日本の話題もいいけれど…[井原芳徳]

 サッカーのワールドカップが佳境を迎えている。
 日本代表が予選敗退したとたんに、日本国内の報道は後任監督や中田英寿の引退の話題中心となり、肝心の決勝トーナメントへの世間の関心はさほど感じられない。
 サッカーの醍醐味を存分に示す素晴らしい試合が繰り広げられているのだから、決勝トーナメントに一般の人たちの興味を向けさせるために、後任や引退といった人事は決勝が終わってからにするよう規制できないものだろうか?

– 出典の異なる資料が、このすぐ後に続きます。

//! Signature delta model for sigdiff.
//!
//! Compares two [`ApiSnapshot`](sig_types::ApiSnapshot)s and describes every
//! structural difference as a tree of deltas: packages contain classes,
//! classes contain members, and every changed element carries the leaf
//! deltas (modifiers, types, annotations, ...) that explain the change.
//!
//! # Key Types
//!
//! - [`Delta`] -- Generic `(from, to)` pair with at least one side present
//! - [`ModifierDelta`] / [`TypeDelta`] / [`SigDelta`] -- Concept-specific leaf deltas
//! - [`ApiDelta`] / [`ClassDelta`] / [`MethodDelta`] -- Aggregate deltas
//! - [`ApiComparator`] / [`CompareConfig`] -- The comparison routine and its options
//! - [`DeltaSummary`] -- Counts and compatibility classification

pub mod compare;
pub mod concept;
pub mod config;
pub mod delta;
pub mod error;
pub mod model;
pub mod report;
pub mod summary;

pub use compare::ApiComparator;
pub use concept::{
    AnnotationDelta, Concept, ConceptDelta, ExceptionDelta, InterfaceDelta, KindDelta,
    ModifierDelta, SigDelta, TypeDelta, TypeParameterDelta, ValueDelta,
};
pub use config::CompareConfig;
pub use delta::{Delta, DeltaKind};
pub use error::{DeltaError, DeltaResult};
pub use model::{
    ApiDelta, ClassDelta, ConstructorDelta, ElementDelta, FieldDelta, MethodDelta, PackageDelta,
};
pub use report::{render_json, render_text};
pub use summary::{
    BreakingChange, Compatibility, DeltaSummary, ElementCounts, ExceptionHierarchy,
};
use sig_types::{ApiSnapshot, SnapshotDigest};

use crate::error::{StoreError, StoreResult};

/// Label-keyed snapshot store.
///
/// A snapshot is stored under its label (`name-version`). Writing a snapshot
/// whose label already exists replaces the stored copy.
pub trait SnapshotStore: Send + Sync {
    /// Read a snapshot by label.
    ///
    /// Returns `Ok(None)` if no snapshot has that label.
    fn read(&self, label: &str) -> StoreResult<Option<ApiSnapshot>>;

    /// Validate and store a snapshot, returning its digest.
    fn write(&self, snapshot: &ApiSnapshot) -> StoreResult<SnapshotDigest>;

    fn exists(&self, label: &str) -> StoreResult<bool>;

    /// Delete a snapshot by label. Returns `true` if it existed.
    fn delete(&self, label: &str) -> StoreResult<bool>;

    /// All stored labels, sorted.
    fn labels(&self) -> StoreResult<Vec<String>>;

    /// Like [`read`](Self::read), but a missing label is an error.
    fn get(&self, label: &str) -> StoreResult<ApiSnapshot> {
        self.read(label)?
            .ok_or_else(|| StoreError::NotFound(label.to_string()))
    }
}

const FORBIDDEN_CHARS: &[char] = &['/', '\\', ':', '*', '?', '"', '<', '>', '|'];

/// Check that a label can be used as a storage key and file stem.
pub fn validate_label(label: &str) -> StoreResult<()> {
    let invalid = |reason: &str| {
        Err(StoreError::InvalidLabel {
            label: label.to_string(),
            reason: reason.to_string(),
        })
    };

    if label.is_empty() {
        return invalid("label must not be empty");
    }
    if label.starts_with('.') {
        return invalid("label must not start with '.'");
    }
    if label.contains("..") {
        return invalid("label must not contain '..'");
    }
    if let Some(ch) = label
        .chars()
        .find(|c| c.is_whitespace() || c.is_control() || FORBIDDEN_CHARS.contains(c))
    {
        return invalid(&format!("contains forbidden character: {ch:?}"));
    }
    Ok(())
}
//! Loading snapshot files from disk.

use std::fmt;
use std::fs;
use std::path::Path;

use sig_types::ApiSnapshot;
use tracing::debug;

use crate::error::{StoreError, StoreResult};

/// On-disk encoding of a snapshot file.
#[derive(Clone, Copy, Debug, PartialEq, Eq)]
pub enum SnapshotFormat {
    Json,
    Toml,
}

impl SnapshotFormat {
    /// Pick the format from the file extension.
    pub fn from_path(path: &Path) -> StoreResult<Self> {
        match path.extension().and_then(|e| e.to_str()) {
            Some("json") => Ok(Self::Json),
            Some("toml") => Ok(Self::Toml),
            _ => Err(StoreError::UnsupportedFormat(path.display().to_string())),
        }
    }
}

impl fmt::Display for SnapshotFormat {
    fn fmt(&self, f: &mut fmt::Formatter<'_>) -> fmt::Result {
        match self {
            Self::Json => write!(f, "json"),
            Self::Toml => write!(f, "toml"),
        }
    }
}

/// Decode and validate a snapshot from text.
///
/// `origin` names the source in error messages.
pub fn parse_snapshot(text: &str, format: SnapshotFormat, origin: &str) -> StoreResult<ApiSnapshot> {
    let parse_err = |reason: String| StoreError::Parse {
        path: origin.to_string(),
        reason,
    };
    let snapshot: ApiSnapshot = match format {
        SnapshotFormat::Json => serde_json::from_str(text).map_err(|e| parse_err(e.to_string()))?,
        SnapshotFormat::Toml => toml::from_str(text).map_err(|e| parse_err(e.to_string()))?,
    };
    snapshot.validate()?;
    Ok(snapshot)
}

/// Read a `.json` or `.toml` snapshot file and validate it.
pub fn load_snapshot(path: &Path) -> StoreResult<ApiSnapshot> {
    let format = SnapshotFormat::from_path(path)?;
    let text = fs::read_to_string(path)?;
    let snapshot = parse_snapshot(&text, format, &path.display().to_string())?;
    debug!(
        path = %path.display(),
        %format,
        label = %snapshot.label(),
        classes = snapshot.class_count(),
        "loaded snapshot"
    );
    Ok(snapshot)
}
use sig_types::TypeError;

/// Errors from snapshot storage and loading.
#[derive(Debug, thiserror::Error)]
pub enum StoreError {
    /// No snapshot is stored under the label.
    #[error("snapshot not found: {0}")]
    NotFound(String),

    /// The label cannot be used as a storage key.
    #[error("invalid label {label:?}: {reason}")]
    InvalidLabel { label: String, reason: String },

    /// A snapshot file could not be decoded.
    #[error("failed to parse {path}: {reason}")]
    Parse { path: String, reason: String },

    /// The file extension is neither `.json` nor `.toml`.
    #[error("unsupported snapshot format: {0}")]
    UnsupportedFormat(String),

    /// Serialization failure on write.
    #[error("serialization error: {0}")]
    Serialization(String),

    /// The snapshot failed validation or could not be digested.
    #[error("invalid snapshot: {0}")]
    Snapshot(#[from] TypeError),

    /// I/O error from the underlying filesystem.
    #[error("I/O error: {0}")]
    Io(#[from] std::io::Error),
}

/// Result alias for store operations.
pub type StoreResult<T> = Result<T, StoreError>;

 別に個々の人事にの善し悪しを言いたいわけじゃない。僕もそれらの話題には興味がある。ただ、どうも日本の当事者たちは、そういったことまで意識が回らないままアクションを起こしてしまっている気がする。
 プロ野球でも去年は、日本シリーズ中だというのに村上ファンドの阪神株買収の話題のほうが盛り上がってしまった。そのせいで阪神が日本シリーズで惨敗したというのは、ファンのこじつけにすぎないが…。

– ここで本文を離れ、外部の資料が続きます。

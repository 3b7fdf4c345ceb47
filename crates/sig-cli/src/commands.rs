use std::fs;
use std::path::{Path, PathBuf};
use std::process::ExitCode;

use anyhow::{bail, Context as _};
use colored::Colorize;
use sig_delta::{
    render_json, render_text, ApiComparator, ApiDelta, CompareConfig, Compatibility, DeltaSummary,
    ExceptionHierarchy,
};
use sig_store::{load_snapshot, FsSnapshotStore, SnapshotStore};
use sig_types::ApiSnapshot;
use tracing::info;

use crate::cli::*;

const DEFAULT_STORE: &str = ".sigdiff/snapshots";

pub fn run_command(cli: Cli) -> anyhow::Result<ExitCode> {
    let config = load_config(cli.config.as_deref())?;
    let ctx = Session {
        format: cli.format,
        config,
        store: cli.store,
    };
    match cli.command {
        Command::Compare(args) => cmd_compare(&ctx, args),
        Command::Summary(args) => cmd_summary(&ctx, args),
        Command::Digest(args) => cmd_digest(&ctx, args).map(|_| ExitCode::SUCCESS),
        Command::Store(args) => cmd_store(&ctx, args).map(|_| ExitCode::SUCCESS),
        Command::Config => cmd_config(&ctx).map(|_| ExitCode::SUCCESS),
    }
}

struct Session {
    format: OutputFormat,
    config: CompareConfig,
    store: Option<PathBuf>,
}

impl Session {
    /// Resolve a snapshot argument: a store label with `--store`, a file path otherwise.
    fn snapshot(&self, arg: &str) -> anyhow::Result<ApiSnapshot> {
        match &self.store {
            Some(dir) => {
                let store = FsSnapshotStore::open(dir)?;
                Ok(store.get(arg)?)
            }
            None => load_snapshot(Path::new(arg))
                .with_context(|| format!("cannot load snapshot {arg}")),
        }
    }

    fn open_store(&self) -> anyhow::Result<FsSnapshotStore> {
        let dir = self.store.clone().unwrap_or_else(|| PathBuf::from(DEFAULT_STORE));
        FsSnapshotStore::open(&dir)
            .with_context(|| format!("cannot open snapshot store {}", dir.display()))
    }

    /// Compare two snapshots; added exceptions are classified against the
    /// new snapshot's class hierarchy.
    fn compare(&self, args: &CompareArgs) -> anyhow::Result<(ApiDelta, DeltaSummary)> {
        let from = self.snapshot(&args.from)?;
        let to = self.snapshot(&args.to)?;
        let config = apply_filters(self.config.clone(), &args.filter);
        let delta = ApiComparator::new(config).compare(&from, &to)?;
        let exceptions = ExceptionHierarchy::from_snapshot(&to);
        let summary = DeltaSummary::with_hierarchy(&delta, &exceptions);
        Ok((delta, summary))
    }
}

fn load_config(path: Option<&Path>) -> anyhow::Result<CompareConfig> {
    let Some(path) = path else {
        return Ok(CompareConfig::default());
    };
    let text = fs::read_to_string(path)
        .with_context(|| format!("cannot read config {}", path.display()))?;
    let config = CompareConfig::from_toml_str(&text)
        .with_context(|| format!("invalid config {}", path.display()))?;
    info!(path = %path.display(), "loaded comparison config");
    Ok(config)
}

/// Command-line flags override the loaded config.
fn apply_filters(mut config: CompareConfig, filter: &FilterArgs) -> CompareConfig {
    if let Some(min) = filter.min_visibility {
        config.min_visibility = min;
    }
    if filter.ignore_annotations {
        config.ignore_annotations = true;
    }
    config
        .ignored_packages
        .extend(filter.ignore_packages.iter().cloned());
    config
}

fn cmd_compare(ctx: &Session, args: CompareArgs) -> anyhow::Result<ExitCode> {
    let (delta, summary) = ctx.compare(&args)?;
    match ctx.format {
        OutputFormat::Text => {
            for line in render_text(&delta).lines() {
                println!("{}", paint(line));
            }
        }
        OutputFormat::Json => println!("{}", render_json(&delta)?),
    }
    Ok(exit_code(&summary, args.fail_on_breaking))
}

fn cmd_summary(ctx: &Session, args: CompareArgs) -> anyhow::Result<ExitCode> {
    let (delta, summary) = ctx.compare(&args)?;
    match ctx.format {
        OutputFormat::Text => {
            println!("{} -> {}", delta.from_label.bold(), delta.to_label.bold());
            let label = match summary.compatibility {
                Compatibility::Identical => "identical".green(),
                Compatibility::Compatible => "compatible".yellow(),
                Compatibility::Breaking => "breaking".red().bold(),
            };
            println!("Compatibility: {label}");
            for (name, counts) in [
                ("packages", summary.packages),
                ("classes", summary.classes),
                ("fields", summary.fields),
                ("constructors", summary.constructors),
                ("methods", summary.methods),
            ] {
                println!("  {:<13} {}", name, counts);
            }
            if !summary.breaking.is_empty() {
                println!("\n{}", "Breaking changes:".red().bold());
                for change in &summary.breaking {
                    println!("  {} {}", change.path.cyan(), change.reason);
                }
            }
        }
        OutputFormat::Json => println!("{}", serde_json::to_string_pretty(&summary)?),
    }
    Ok(exit_code(&summary, args.fail_on_breaking))
}

fn cmd_digest(ctx: &Session, args: DigestArgs) -> anyhow::Result<()> {
    let snapshot = load_snapshot(&args.file)
        .with_context(|| format!("cannot load snapshot {}", args.file.display()))?;
    let digest = snapshot.digest()?;
    match ctx.format {
        OutputFormat::Text => println!("{}  {}", digest.to_hex(), snapshot.label().bold()),
        OutputFormat::Json => println!(
            "{}",
            serde_json::json!({ "label": snapshot.label(), "digest": digest.to_hex() })
        ),
    }
    Ok(())
}

fn cmd_store(ctx: &Session, args: StoreArgs) -> anyhow::Result<()> {
    let store = ctx.open_store()?;
    match args.action {
        StoreAction::Add { file } => {
            let snapshot = load_snapshot(&file)
                .with_context(|| format!("cannot load snapshot {}", file.display()))?;
            let digest = store.write(&snapshot)?;
            println!("{} Stored {} ({})", "✓".green().bold(), snapshot.label().yellow(), digest.to_string().cyan());
        }
        StoreAction::List => {
            let labels = store.labels()?;
            match ctx.format {
                OutputFormat::Text if labels.is_empty() => println!("No stored snapshots."),
                OutputFormat::Text => {
                    for label in &labels {
                        println!("{label}");
                    }
                }
                OutputFormat::Json => println!("{}", serde_json::to_string_pretty(&labels)?),
            }
        }
        StoreAction::Remove { label } => {
            if !store.delete(&label)? {
                bail!("no stored snapshot labelled {label}");
            }
            println!("Removed {}", label.yellow());
        }
    }
    Ok(())
}

fn cmd_config(ctx: &Session) -> anyhow::Result<()> {
    match ctx.format {
        OutputFormat::Text => print!("{}", ctx.config.to_toml_string()?),
        OutputFormat::Json => println!("{}", serde_json::to_string_pretty(&ctx.config)?),
    }
    Ok(())
}

fn should_fail(summary: &DeltaSummary, fail_on_breaking: bool) -> bool {
    fail_on_breaking && summary.is_breaking()
}

fn exit_code(summary: &DeltaSummary, fail_on_breaking: bool) -> ExitCode {
    if should_fail(summary, fail_on_breaking) {
        eprintln!("{} {} breaking change(s)", "error:".red().bold(), summary.breaking.len());
        ExitCode::from(1)
    } else {
        ExitCode::SUCCESS
    }
}

/// Color a text-report line by its change marker.
fn paint(line: &str) -> String {
    match line.trim_start().chars().next() {
        Some('+') => line.green().to_string(),
        Some('-') => line.red().to_string(),
        Some('~') => line.yellow().to_string(),
        _ => line.bold().to_string(),
    }
}

#[cfg(test)]
mod tests {
    use super::*;
    use sig_types::{ClassDecl, ClassKind, Method, Modifier, Package, TypeRef, Visibility};
    use tempfile::TempDir;

    fn snapshot(version: &str, classes: &[&str]) -> ApiSnapshot {
        let mut package = Package::new("android.app");
        for name in classes {
            package = package.with_class(
                ClassDecl::new(*name, ClassKind::Class).with_modifiers(&[Modifier::Public]),
            );
        }
        ApiSnapshot::new("android", version).with_package(package)
    }

    fn write_json(dir: &Path, snap: &ApiSnapshot) -> String {
        let path = dir.join(format!("{}.json", snap.label()));
        fs::write(&path, serde_json::to_string(snap).unwrap()).unwrap();
        path.display().to_string()
    }

    fn compare_args(from: String, to: String) -> CompareArgs {
        CompareArgs {
            from,
            to,
            filter: FilterArgs::default(),
            fail_on_breaking: true,
        }
    }

    fn session(store: Option<PathBuf>) -> Session {
        Session {
            format: OutputFormat::Json,
            config: CompareConfig::default(),
            store,
        }
    }

    #[test]
    fn flags_override_config() {
        let filter = FilterArgs {
            min_visibility: Some(Visibility::Public),
            ignore_annotations: true,
            ignore_packages: vec!["dalvik".into()],
        };
        let config = apply_filters(CompareConfig::default(), &filter);
        assert_eq!(config.min_visibility, Visibility::Public);
        assert!(config.ignore_annotations);
        assert!(config.is_package_ignored("dalvik.system"));

        let untouched = apply_filters(CompareConfig::default(), &FilterArgs::default());
        assert_eq!(untouched, CompareConfig::default());
    }

    #[test]
    fn config_file_is_loaded() {
        let dir = TempDir::new().unwrap();
        let path = dir.path().join("sigdiff.toml");
        fs::write(&path, "min_visibility = \"public\"\n").unwrap();
        let config = load_config(Some(&path)).unwrap();
        assert_eq!(config.min_visibility, Visibility::Public);
        assert_eq!(load_config(None).unwrap(), CompareConfig::default());
    }

    #[test]
    fn bad_config_file_is_an_error() {
        let dir = TempDir::new().unwrap();
        let path = dir.path().join("sigdiff.toml");
        fs::write(&path, "min_visibility = 3\n").unwrap();
        let err = load_config(Some(&path)).unwrap_err();
        assert!(err.to_string().contains("invalid config"));
    }

    #[test]
    fn compare_files() {
        let dir = TempDir::new().unwrap();
        let old = write_json(dir.path(), &snapshot("1", &["Activity"]));
        let new = write_json(dir.path(), &snapshot("2", &["Activity", "Fragment"]));
        let (delta, summary) = session(None).compare(&compare_args(old, new)).unwrap();
        assert!(delta.class("android.app", "Fragment").unwrap().delta.is_added());
        assert_eq!(summary.compatibility, Compatibility::Compatible);
    }

    #[test]
    fn compare_store_labels() {
        let dir = TempDir::new().unwrap();
        let store = FsSnapshotStore::open(dir.path()).unwrap();
        store.write(&snapshot("1", &["Activity", "Fragment"])).unwrap();
        store.write(&snapshot("2", &["Activity"])).unwrap();

        let ctx = session(Some(dir.path().to_path_buf()));
        let args = compare_args("android-1".into(), "android-2".into());
        let (_, summary) = ctx.compare(&args).unwrap();
        assert!(summary.is_breaking());
        assert!(should_fail(&summary, true));
        assert!(!should_fail(&summary, false));
    }

    #[test]
    fn unchecked_exception_from_new_snapshot_does_not_fail() {
        let dir = TempDir::new().unwrap();
        let error_class = ClassDecl::new("AndroidRuntimeException", ClassKind::Class)
            .with_modifiers(&[Modifier::Public])
            .with_superclass(TypeRef::parse("java.lang.RuntimeException").unwrap());
        let activity = |throws: Option<&str>| {
            let mut finish = Method::new("finish", TypeRef::parse("void").unwrap())
                .with_modifiers(&[Modifier::Public]);
            finish.exceptions.extend(throws.map(|t| TypeRef::parse(t).unwrap()));
            ClassDecl::new("Activity", ClassKind::Class)
                .with_modifiers(&[Modifier::Public])
                .with_method(finish)
        };
        let snap = |version: &str, activity: ClassDecl| {
            ApiSnapshot::new("android", version).with_package(
                Package::new("android.app")
                    .with_class(error_class.clone())
                    .with_class(activity),
            )
        };
        let old = write_json(dir.path(), &snap("1", activity(None)));
        let new = write_json(
            dir.path(),
            &snap("2", activity(Some("android.app.AndroidRuntimeException"))),
        );
        let (_, summary) = session(None).compare(&compare_args(old, new)).unwrap();
        assert_eq!(summary.compatibility, Compatibility::Compatible);
        assert!(!should_fail(&summary, true));
    }

    #[test]
    fn missing_label_is_an_error() {
        let dir = TempDir::new().unwrap();
        let ctx = session(Some(dir.path().to_path_buf()));
        assert!(ctx.snapshot("android-99").is_err());
    }

    #[test]
    fn paint_keeps_text() {
        colored::control::set_override(false);
        assert_eq!(paint("    + field FOO"), "    + field FOO");
        assert_eq!(paint("API delta a -> b"), "API delta a -> b");
    }
}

 格闘技の場合、PRIDE GPで日本勢がベスト8で全滅しても注目度がさほど落ちていないようだ。K-1 MAXでは、去年も今年もブアカーオとサワーの決勝戦になったが、魔裟斗応援シートの空席はほとんど無かった。
 とはいえ、それもPRIDEとK-1が日本発のイベントだからであって、いまだにUFC等の海外のトップレベルの大会への関心は薄い。だが最近、アメリカではUFCの人気を受け、新興の大会が増えており、ちょっとしたバブル状態。PRIDEの榊原代表もアメリカのプロモーターからの引き抜きに対する脅威を口にするようになった。
 もし日本でなじみの選手たちがアメリカに大量流出し、海外でばかり好カードが組まれるようになっても、日本のファンはどれだけその動向に興味を持ち続けるだろうか? バウレビもそれに合わせてどう変化すべきか、今のうちに考えておく必要がありそうだ。